The science behind infant formula is clear: it can be a healthy and nutritious choice for infants when breastfeeding is not possible or practical. Numerous studies (2) support the notion that formula for healthy infants is as healthy as breast milk. By ignoring this scientific evidence (3), the WHO risks imposing a one-size-fits-all approach that does not consider mothers’ and families’ diverse circumstances and needs.
Although the evidence is clear when it comes to breastfeeding and infant formula don’t show different outcomes for the child’s health, the WHO states (4):
“Formula milk marketing represents one of the most underappreciated risks to the health of infants and children. But while exclusive breastfeeding for babies 6 months and younger has increased only marginally over the past two decades, the sales of formula milk have nearly doubled. Scaling up breastfeeding could prevent an estimated 800 000 deaths of children under the age of five and 20 000 breast cancer deaths among mothers each year”

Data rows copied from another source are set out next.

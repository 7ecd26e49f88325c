use std::fmt::Write as _;
use std::io::{self, Read, Seek, SeekFrom};

/// Total length of a seekable source. The cursor position is preserved.
pub fn stream_len<R: Seek>(r: &mut R) -> io::Result<u64> {
    let pos = r.stream_position()?;
    let len = r.seek(SeekFrom::End(0))?;
    if pos != len {
        r.seek(SeekFrom::Start(pos))?;
    }
    Ok(len)
}

/// Read `len` bytes at absolute `offset`. Running out of input is
/// `UnexpectedEof`, never a short buffer.
pub fn read_slice<R: Read + Seek>(r: &mut R, offset: u64, len: u64) -> io::Result<Vec<u8>> {
    r.seek(SeekFrom::Start(offset))?;
    let mut buf = Vec::new();
    let got = r.by_ref().take(len).read_to_end(&mut buf)?;
    if (got as u64) < len {
        return Err(io::Error::new(
            io::ErrorKind::UnexpectedEof,
            format!("wanted {len} bytes at {offset}, got {got}"),
        ));
    }
    Ok(buf)
}

/// Classic 16-column dump: offset, hex bytes split in two groups of
/// eight, printable bytes (with `©` kept) on the right.
pub fn hex_dump(bytes: &[u8], base: u64) -> String {
    let mut out = String::new();
    for (row, line) in (base..).step_by(16).zip(bytes.chunks(16)) {
        let (left, right) = line.split_at(line.len().min(8));
        let _ = write!(out, "{row:08x}  {:<24} {:<24} |", spaced(left), spaced(right));
        out.extend(line.iter().map(|&b| match b {
            0x20..=0x7e => b as char,
            0xA9 => '©',
            _ => '.',
        }));
        out.push_str("|\n");
    }
    out
}

fn spaced(bytes: &[u8]) -> String {
    bytes.iter().map(|b| hex::encode([*b])).collect::<Vec<_>>().join(" ")
}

The recent call (5) to ban influencers from discussing different formula brands further raises concerns about limiting consumer information. In an era where social media plays a pivotal role in shaping public opinion, silencing voices that provide diverse perspectives on infant nutrition could deprive parents of valuable insights.
A blanket ban on formula promotion may inadvertently create a culture of fear around formula feeding, stigmatizing parents who make this choice out of necessity or personal preference. Furthermore, the WHO’s emphasis on regulating digital marketing tools, advertising on social media platforms, and influencer marketing is an overreach.
In conclusion, while the WHO’s intentions to protect public health are commendable, the approach of limiting the promotion and discussion of infant formula needs to stop. Balancing breastfeeding promotion with the acknowledgment of formula as a valid and necessary choice is essential for empowering mothers to make informed decisions based on their unique circumstances and preferences. It is crucial to strike a balance that supports both breastfeeding and formula feeding, respecting the diverse needs of families around the world.